» WORK TASK: Check each line of the entries below for the word "entrypoints", then state how many lines have it and nothing more.
** GIVEN DATA follows **
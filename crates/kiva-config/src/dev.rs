//! Development server configuration types.

use indexmap::IndexMap;
use serde::{Deserialize, Serialize};
use std::path::PathBuf;

use crate::error::{ConfigError, Result};
use crate::pattern::Pattern;

#[derive(Debug, Clone, Serialize, Deserialize)]
#[serde(rename_all = "camelCase")]
pub struct DevServerOptions {
    #[serde(default = "default_host")]
    pub host: String,

    #[serde(default = "default_port")]
    pub port: u16,

    #[serde(default = "default_true")]
    pub compress: bool,

    /// Directory served for requests no route claims
    #[serde(default = "default_content_base")]
    pub content_base: PathBuf,

    #[serde(default = "default_index")]
    pub index: String,

    /// Serve `index` for unknown paths so client-side routing works
    #[serde(default = "default_true")]
    pub history_api_fallback: bool,

    #[serde(default = "default_true")]
    pub overlay: bool,

    #[serde(default)]
    pub open: bool,

    #[serde(default)]
    pub hot: bool,

    /// Console output of the dev server's compiler
    #[serde(default)]
    pub stats: StatsPreset,

    #[serde(default)]
    pub mock: MockOptions,

    /// Context prefix → proxy rule, tried in insertion order
    #[serde(default = "default_proxy")]
    pub proxy: IndexMap<String, ProxyRule>,
}

impl Default for DevServerOptions {
    fn default() -> Self {
        Self {
            host: default_host(),
            port: default_port(),
            compress: true,
            content_base: default_content_base(),
            index: default_index(),
            history_api_fallback: true,
            overlay: true,
            open: false,
            hot: false,
            stats: StatsPreset::default(),
            mock: MockOptions::default(),
            proxy: default_proxy(),
        }
    }
}

impl DevServerOptions {
    /// Compile every proxy rule.
    pub fn proxy_routes(&self) -> Result<Vec<ProxyRoute>> {
        self.proxy
            .iter()
            .map(|(context, rule)| ProxyRoute::compile(context, rule))
            .collect()
    }
}

/// Which sections the compiler prints on each rebuild. Everything but
/// color is off by default.
#[derive(Debug, Clone, Copy, PartialEq, Eq, Serialize, Deserialize)]
#[serde(rename_all = "camelCase", default)]
pub struct StatsPreset {
    pub assets: bool,
    pub children: bool,
    pub chunks: bool,
    pub chunk_modules: bool,
    pub colors: bool,
    pub entrypoints: bool,
    pub hash: bool,
    pub modules: bool,
    pub timings: bool,
    pub version: bool,
}

impl Default for StatsPreset {
    fn default() -> Self {
        Self {
            assets: false,
            children: false,
            chunks: false,
            chunk_modules: false,
            colors: true,
            entrypoints: false,
            hash: false,
            modules: false,
            timings: false,
            version: false,
        }
    }
}

/// Where fixtures come from and which requests they answer.
#[derive(Debug, Clone, Serialize, Deserialize)]
#[serde(rename_all = "camelCase")]
pub struct MockOptions {
    #[serde(default = "default_mock_prefix")]
    pub prefix: String,

    /// Fixture file, relative to the project root
    #[serde(default = "default_fixtures")]
    pub fixtures: PathBuf,
}

impl Default for MockOptions {
    fn default() -> Self {
        Self {
            prefix: default_mock_prefix(),
            fixtures: default_fixtures(),
        }
    }
}

impl MockOptions {
    /// Fixture key for `path`, or `None` when the path is not a mock request.
    ///
    /// ```
    /// use kiva_config::MockOptions;
    ///
    /// let mock = MockOptions::default();
    /// assert_eq!(mock.suffix("/mock/users"), Some("/users"));
    /// assert_eq!(mock.suffix("/api/users"), None);
    /// ```
    pub fn suffix<'p>(&self, path: &'p str) -> Option<&'p str> {
        path.strip_prefix(self.prefix.as_str())
    }
}

#[derive(Debug, Clone, Serialize, Deserialize, PartialEq, Eq)]
#[serde(rename_all = "camelCase")]
pub struct ProxyRule {
    pub target: String,

    /// Anchored pattern → replacement, applied in order
    #[serde(default)]
    pub path_rewrite: IndexMap<String, String>,

    /// Rewrite `Host` and `Origin` to the target
    #[serde(default)]
    pub change_origin: bool,
}

/// A proxy rule ready to route requests.
#[derive(Debug, Clone)]
pub struct ProxyRoute {
    pub context: String,
    pub target: String,
    pub change_origin: bool,
    rewrites: Vec<(Pattern, String)>,
}

impl ProxyRoute {
    pub fn compile(context: &str, rule: &ProxyRule) -> Result<Self> {
        if !context.starts_with('/') {
            return Err(ConfigError::InvalidValue {
                field: format!("devServer.proxy.{context}"),
                message: "proxy context must start with '/'".to_string(),
            });
        }
        if !(rule.target.starts_with("http://") || rule.target.starts_with("https://")) {
            return Err(ConfigError::InvalidValue {
                field: format!("devServer.proxy.{context}.target"),
                message: format!("'{}' is not an http(s) origin", rule.target),
            });
        }

        let rewrites = rule
            .path_rewrite
            .iter()
            .map(|(pattern, replacement)| Ok((Pattern::new(pattern)?, replacement.clone())))
            .collect::<Result<Vec<_>>>()?;

        Ok(Self {
            context: context.to_string(),
            target: rule.target.trim_end_matches('/').to_string(),
            change_origin: rule.change_origin,
            rewrites,
        })
    }

    pub fn matches(&self, path: &str) -> bool {
        path.starts_with(&self.context)
    }

    /// Apply the path rewrites. The result always starts with `/`.
    pub fn rewrite_path(&self, path: &str) -> String {
        let rewritten = self
            .rewrites
            .iter()
            .fold(path.to_string(), |acc, (pattern, replacement)| {
                pattern.replace_first(&acc, replacement)
            });

        if rewritten.starts_with('/') {
            rewritten
        } else {
            format!("/{rewritten}")
        }
    }

    /// Absolute upstream URL for a request path and optional query.
    pub fn upstream_url(&self, path: &str, query: Option<&str>) -> String {
        let mut url = format!("{}{}", self.target, self.rewrite_path(path));
        if let Some(query) = query.filter(|q| !q.is_empty()) {
            url.push('?');
            url.push_str(query);
        }
        url
    }

    /// `host[:port]` of the target, used when rewriting `Host`.
    pub fn target_authority(&self) -> &str {
        let rest = self
            .target
            .split_once("://")
            .map(|(_, rest)| rest)
            .unwrap_or(&self.target);
        rest.split('/').next().unwrap_or(rest)
    }
}

fn default_true() -> bool {
    true
}

fn default_host() -> String {
    "localhost".into()
}

fn default_port() -> u16 {
    8080
}

fn default_content_base() -> PathBuf {
    PathBuf::from("build")
}

fn default_index() -> String {
    "index.html".into()
}

fn default_mock_prefix() -> String {
    "/mock".into()
}

fn default_fixtures() -> PathBuf {
    PathBuf::from("mocks.json")
}

fn default_proxy() -> IndexMap<String, ProxyRule> {
    let mut proxy = IndexMap::new();
    proxy.insert(
        "/proxy".to_string(),
        ProxyRule {
            target: "http://127.0.0.1".to_string(),
            path_rewrite: IndexMap::from([("^/proxy".to_string(), String::new())]),
            change_origin: true,
        },
    );
    proxy
}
** End of GIVEN DATA **
» RESPONSE AREA: 2